Fifty years ago, Sid Ordower stepped out on faith to pitch a gospel show featuring African American acts to television broadcasters. With civil rights conflicts at its height and race relations deteriorating fast, there was no reason to think he would succeed.
But with God on his side, Ordower succeeded beyond measure in creating ‘Jubilee Showcase,’ which featured many legendary Black artists of the 20th century.
The 30-minute program aired weekly on ABC’s Chicago affiliate, WLS, from 1963 to 1984, attracting millions of viewers in Illinois and Indiana. In fact, the show’s dramatic impact on the industry led to it receiving a national Emmy Award for a ‘Pioneering Project in Television.’
Footage from Ordower’s trailblazing program will be aired nationwide next month on the PBS network, including local stations KVCR on Sunday, December 1 at 1 p.m., and on KOCE on a date to be announced.
“This year is actually the 50th anniversary of ‘Jubilee Showcase.’ The show was created by my father, who felt strongly about crossing social and racial boundaries,” said Steve Ordower, a film and video producer based in Chicago.
“My understanding of the story is that he pitched it to WLS and they agreed to do fifteen shows. It was so popular, it ran for 21 years and my father was the author and producer of the show.”

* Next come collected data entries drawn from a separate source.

//! JSON-lines framing: one object per line, newline-terminated.
//!
//! Grounded on the shape of the teacher crate's (unretrieved but
//! referenced) `kild-daemon::protocol::codec` module: `read_message`
//! pulls one line via `AsyncBufReadExt`, `write_message` serializes and
//! appends a trailing `\n`, flushing immediately so commands/events are
//! never left buffered in user space.

use serde::{Serialize, de::DeserializeOwned};
use tokio::io::{AsyncBufRead, AsyncBufReadExt, AsyncWrite, AsyncWriteExt};

use crate::errors::WireError;

/// Read one JSON-lines message. Returns `Ok(None)` on clean EOF (no
/// partial line pending).
pub async fn read_message<R, T>(reader: &mut R) -> Result<Option<T>, WireError>
where
    R: AsyncBufRead + Unpin,
    T: DeserializeOwned,
{
    let mut line = String::new();
    let bytes_read = reader.read_line(&mut line).await?;
    if bytes_read == 0 {
        return Ok(None);
    }
    let trimmed = line.trim_end_matches(['\n', '\r']);
    if trimmed.is_empty() {
        return Ok(None);
    }
    let value = serde_json::from_str(trimmed)?;
    Ok(Some(value))
}

/// Serialize and write one JSON-lines message, flushing immediately.
pub async fn write_message<W, T>(writer: &mut W, message: &T) -> Result<(), WireError>
where
    W: AsyncWrite + Unpin,
    T: Serialize,
{
    let mut line = serde_json::to_string(message)?;
    line.push('\n');
    writer.write_all(line.as_bytes()).await?;
    writer.flush().await?;
    Ok(())
}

The gospel performers that Sid Ordower booked for ‘Jubilee Showcase’ ranged from Albertina Walker to Jessy Dixon to The Five Blind Boys to Mavis Staples, who will all be featured on the 50th Anniversary broadcast. Also, viewers will witness performances by Pastor Shirley Caesar and the Rev. James Cleveland as members of the group, Inez Andrews and The Caravans.
“Gospel music is a very important part of both African American and the nation’s culture. The impact that gospel music has had on the modern musical landscape has been huge,” noted Steve, who also manages the ‘Jubilee Showcase’ archives.
“Mavis Staples had one of her albums produced by Prince and Andre Crouch collaborated with Michael Jackson on “Man in the Mirror.” Gospel music is infused with a lot of the music that we hear today,” he said.
Reflecting on his father’s courage in producing ‘Jubilee Showcase’ during a turbulent time in the nation, Steve recalled, “He could not stand racism and fascism, so he fought hard for civil rights and labor rights in this country. As Albertina Walker said in her interview, ‘He stood boldly for whatever what was going on.’”
His detailed cataloguing of the show’s 500 episodes further reveals Sid Ordower’s character. His meticulous work has allowed Steve to produce the upcoming anniversary program.
“I really hope people tune in and watch it, experience it and share it with people who understand the significance. I really hope that older and young people will watch this cultural treasure together and I hope it makes an impact,” said Steve.